# Exercise directions:
Copy out exactly the line that contains "fn push_text(open: &mut" and all lines following it to the end of the data.

Start of Provided data

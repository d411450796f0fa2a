//! Runtime configuration for a harvest run.
//!
//! Defaults follow the E-utilities usage policy: three requests per second
//! without an API key, bulk jobs confined to US Eastern nights and weekends.

use std::time::Duration;

use chrono_tz::Tz;

/// Default E-utilities endpoint root.
pub const DEFAULT_BASE_URL: &str = "https://eutils.ncbi.nlm.nih.gov/entrez/eutils";

/// Database searched and fetched from.
pub const DEFAULT_DATABASE: &str = "pubmed";

/// Maximum ids requested from the one-shot search call.
pub const DEFAULT_MAX_RESULTS: u32 = 100_000;

/// Records per efetch page.
pub const DEFAULT_PAGE_SIZE: usize = 200;

/// Provider request ceiling for clients without an API key.
pub const DEFAULT_MAX_REQUESTS_PER_SECOND: u32 = 3;

/// Attempts per page, including the first one.
pub const DEFAULT_MAX_ATTEMPTS: u32 = 3;

/// Per-attempt bound on a page fetch.
pub const DEFAULT_REQUEST_TIMEOUT: Duration = Duration::from_secs(30);

/// TCP connect bound for every request.
pub const DEFAULT_CONNECT_TIMEOUT: Duration = Duration::from_secs(10);

/// Fixed wait after a timed-out page attempt.
pub const DEFAULT_RETRY_COOLDOWN: Duration = Duration::from_secs(5);

/// Timezone the access window is evaluated in.
pub const DEFAULT_TIMEZONE: Tz = chrono_tz::US::Eastern;

/// Settings shared by every stage of a harvest run.
#[derive(Debug, Clone)]
pub struct HarvestConfig {
    /// E-utilities endpoint root, without a trailing `esearch.fcgi`/`efetch.fcgi`.
    pub base_url: String,
    /// Entrez database name.
    pub database: String,
    /// `retmax` sent with the search call.
    pub max_results: u32,
    /// `retmax` sent with each fetch call.
    pub page_size: usize,
    /// Pacing ceiling between successive page fetches.
    pub max_requests_per_second: u32,
    /// Attempts per page before the run is aborted.
    pub max_attempts: u32,
    /// Bound on a single page attempt.
    pub request_timeout: Duration,
    /// Bound on connection establishment.
    pub connect_timeout: Duration,
    /// Wait between timed-out attempts.
    pub retry_cooldown: Duration,
    /// Timezone of the provider's access window.
    pub timezone: Tz,
}

impl Default for HarvestConfig {
    fn default() -> Self {
        Self {
            base_url: DEFAULT_BASE_URL.to_string(),
            database: DEFAULT_DATABASE.to_string(),
            max_results: DEFAULT_MAX_RESULTS,
            page_size: DEFAULT_PAGE_SIZE,
            max_requests_per_second: DEFAULT_MAX_REQUESTS_PER_SECOND,
            max_attempts: DEFAULT_MAX_ATTEMPTS,
            request_timeout: DEFAULT_REQUEST_TIMEOUT,
            connect_timeout: DEFAULT_CONNECT_TIMEOUT,
            retry_cooldown: DEFAULT_RETRY_COOLDOWN,
            timezone: DEFAULT_TIMEZONE,
        }
    }
}

impl HarvestConfig {
    /// Points the run at a different E-utilities root (mock servers, mirrors).
    #[must_use]
    pub fn with_base_url(mut self, base_url: impl Into<String>) -> Self {
        self.base_url = base_url.into();
        self
    }

    #[must_use]
    pub fn with_max_results(mut self, max_results: u32) -> Self {
        self.max_results = max_results;
        self
    }

    /// Page size is clamped to at least one record.
    #[must_use]
    pub fn with_page_size(mut self, page_size: usize) -> Self {
        self.page_size = page_size.max(1);
        self
    }

    #[must_use]
    pub fn with_max_requests_per_second(mut self, max_requests_per_second: u32) -> Self {
        self.max_requests_per_second = max_requests_per_second;
        self
    }

    #[must_use]
    pub fn with_max_attempts(mut self, max_attempts: u32) -> Self {
        self.max_attempts = max_attempts.max(1);
        self
    }

    #[must_use]
    pub fn with_request_timeout(mut self, request_timeout: Duration) -> Self {
        self.request_timeout = request_timeout;
        self
    }

    #[must_use]
    pub fn with_retry_cooldown(mut self, retry_cooldown: Duration) -> Self {
        self.retry_cooldown = retry_cooldown;
        self
    }

    #[must_use]
    pub fn with_timezone(mut self, timezone: Tz) -> Self {
        self.timezone = timezone;
        self
    }

    /// Spacing enforced after every page fetch.
    ///
    /// A ceiling of zero disables pacing.
    #[must_use]
    pub fn pacing_interval(&self) -> Duration {
        if self.max_requests_per_second == 0 {
            Duration::ZERO
        } else {
            Duration::from_secs(1) / self.max_requests_per_second
        }
    }

    /// Full URL of an E-utility endpoint such as `esearch.fcgi`.
    #[must_use]
    pub fn endpoint(&self, utility: &str) -> String {
        format!("{}/{utility}", self.base_url.trim_end_matches('/'))
    }
}

/// Parses an IANA timezone name (`US/Eastern`, `America/New_York`, ...).
///
/// # Errors
///
/// Returns a human-readable message naming the rejected value.
pub fn parse_timezone(value: &str) -> Result<Tz, String> {
    value
        .trim()
        .parse::<Tz>()
        .map_err(|_| format!("unknown timezone '{value}'"))
}
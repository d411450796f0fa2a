//! Minimal in-memory element tree over `quick-xml` events.
//!
//! Pages are bounded by the page size, so each one is read fully into a tree
//! and queried with descendant/child lookups in document order.

use quick_xml::Reader;
use quick_xml::events::{BytesStart, Event};

/// An XML element with its attributes and children in document order.
#[derive(Debug, Clone, PartialEq, Eq)]
pub(crate) struct Element {
    pub(crate) name: String,
    attributes: Vec<(String, String)>,
    children: Vec<Node>,
}

#[derive(Debug, Clone, PartialEq, Eq)]
enum Node {
    Element(Element),
    Text(String),
}

/// Why a document could not be turned into a tree.
#[derive(Debug)]
pub(crate) enum TreeError {
    Xml(quick_xml::Error),
    Structure(String),
}

impl From<quick_xml::Error> for TreeError {
    fn from(error: quick_xml::Error) -> Self {
        Self::Xml(error)
    }
}

impl From<quick_xml::events::attributes::AttrError> for TreeError {
    fn from(error: quick_xml::events::attributes::AttrError) -> Self {
        Self::Xml(error.into())
    }
}

impl Element {
    fn open(start: &BytesStart<'_>) -> Result<Self, TreeError> {
        let name = String::from_utf8_lossy(start.name().as_ref()).into_owned();
        let mut attributes = Vec::new();
        for attr in start.attributes() {
            let attr = attr?;
            let key = String::from_utf8_lossy(attr.key.as_ref()).into_owned();
            let value = attr.unescape_value()?.into_owned();
            attributes.push((key, value));
        }
        Ok(Self {
            name,
            attributes,
            children: Vec::new(),
        })
    }

    /// Value of attribute `key`, if present.
    pub(crate) fn attribute(&self, key: &str) -> Option<&str> {
        self.attributes
            .iter()
            .find(|(k, _)| k == key)
            .map(|(_, v)| v.as_str())
    }

    /// Direct child elements.
    pub(crate) fn child_elements(&self) -> impl Iterator<Item = &Element> {
        self.children.iter().filter_map(|node| match node {
            Node::Element(element) => Some(element),
            Node::Text(_) => None,
        })
    }

    /// First direct child named `name`.
    pub(crate) fn child(&self, name: &str) -> Option<&Element> {
        self.child_elements().find(|e| e.name == name)
    }

    /// Every descendant (not `self`) named `name`, in document order.
    pub(crate) fn descendants<'s>(&'s self, name: &str) -> impl Iterator<Item = &'s Element> {
        let mut stack: Vec<&Element> = self.child_elements().collect();
        stack.reverse();
        std::iter::from_fn(move || {
            while let Some(next) = stack.pop() {
                let before = stack.len();
                stack.extend(next.child_elements());
                stack[before..].reverse();
                if next.name == name {
                    return Some(next);
                }
            }
            None
        })
    }

    /// First descendant named `name`.
    pub(crate) fn find(&self, name: &str) -> Option<&Element> {
        self.descendants(name).next()
    }

    /// First `child` directly under any `parent` descendant, e.g. `Journal/Title`.
    pub(crate) fn find_path(&self, parent: &str, child: &str) -> Option<&Element> {
        self.descendants(parent).find_map(|p| p.child(child))
    }

    /// Concatenated text of this element and all its descendants.
    pub(crate) fn text(&self) -> String {
        let mut out = String::new();
        self.collect_text(&mut out);
        out
    }

    fn collect_text(&self, out: &mut String) {
        for node in &self.children {
            match node {
                Node::Text(text) => out.push_str(text),
                Node::Element(element) => element.collect_text(out),
            }
        }
    }
}

/// Parses a complete document and returns its root element.
pub(crate) fn parse_document(xml: &str) -> Result<Element, TreeError> {
    let mut reader = Reader::from_str(xml);
    reader.config_mut().check_end_names = true;

    let mut open: Vec<Element> = Vec::new();
    let mut root: Option<Element> = None;

    loop {
        match reader.read_event()? {
            Event::Start(start) => {
                if root.is_some() {
                    return Err(TreeError::Structure("content after the root element".into()));
                }
                open.push(Element::open(&start)?);
            }
            Event::Empty(start) => {
                let element = Element::open(&start)?;
                close(element, &mut open, &mut root)?;
            }
            Event::End(_) => {
                let element = open
                    .pop()
                    .ok_or_else(|| TreeError::Structure("closing tag without an open element".into()))?;
                close(element, &mut open, &mut root)?;
            }
            Event::Text(text) => {
                let text = text.unescape()?;
                push_text(&mut open, &text)?;
            }
            Event::CData(data) => {
                let text = String::from_utf8_lossy(&data.into_inner()).into_owned();
                push_text(&mut open, &text)?;
            }
            Event::Eof => break,
            Event::Decl(_) | Event::PI(_) | Event::Comment(_) | Event::DocType(_) => {}
        }
    }

    if let Some(unclosed) = open.last() {
        return Err(TreeError::Structure(format!(
            "document ended inside <{}>",
            unclosed.name
        )));
    }
    root.ok_or_else(|| TreeError::Structure("no root element".into()))
}

fn close(
    element: Element,
    open: &mut [Element],
    root: &mut Option<Element>,
) -> Result<(), TreeError> {
    if let Some(parent) = open.last_mut() {
        parent.children.push(Node::Element(element));
        Ok(())
    } else if root.is_some() {
        Err(TreeError::Structure("more than one root element".into()))
    } else {
        *root = Some(element);
        Ok(())
    }
}

fn push_text(open: &mut [Element], text: &str) -> Result<(), TreeError> {
    match open.last_mut() {
        Some(parent) => {
            parent.children.push(Node::Text(text.to_string()));
            Ok(())
        }
        None if text.trim().is_empty() => Ok(()),
        None => Err(TreeError::Structure("text outside the root element".into())),
    }
}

End of Provided data

# Result below:
fn push_text(open: &mut [Element], text: &str) -> Result<(), TreeError> {
    match open.last_mut() {
        Some(parent) => {
            parent.children.push(Node::Text(text.to_string()));
            Ok(())
        }
        None if text.trim().is_empty() => Ok(()),
        None => Err(TreeError::Structure("text outside the root element".into())),
    }
}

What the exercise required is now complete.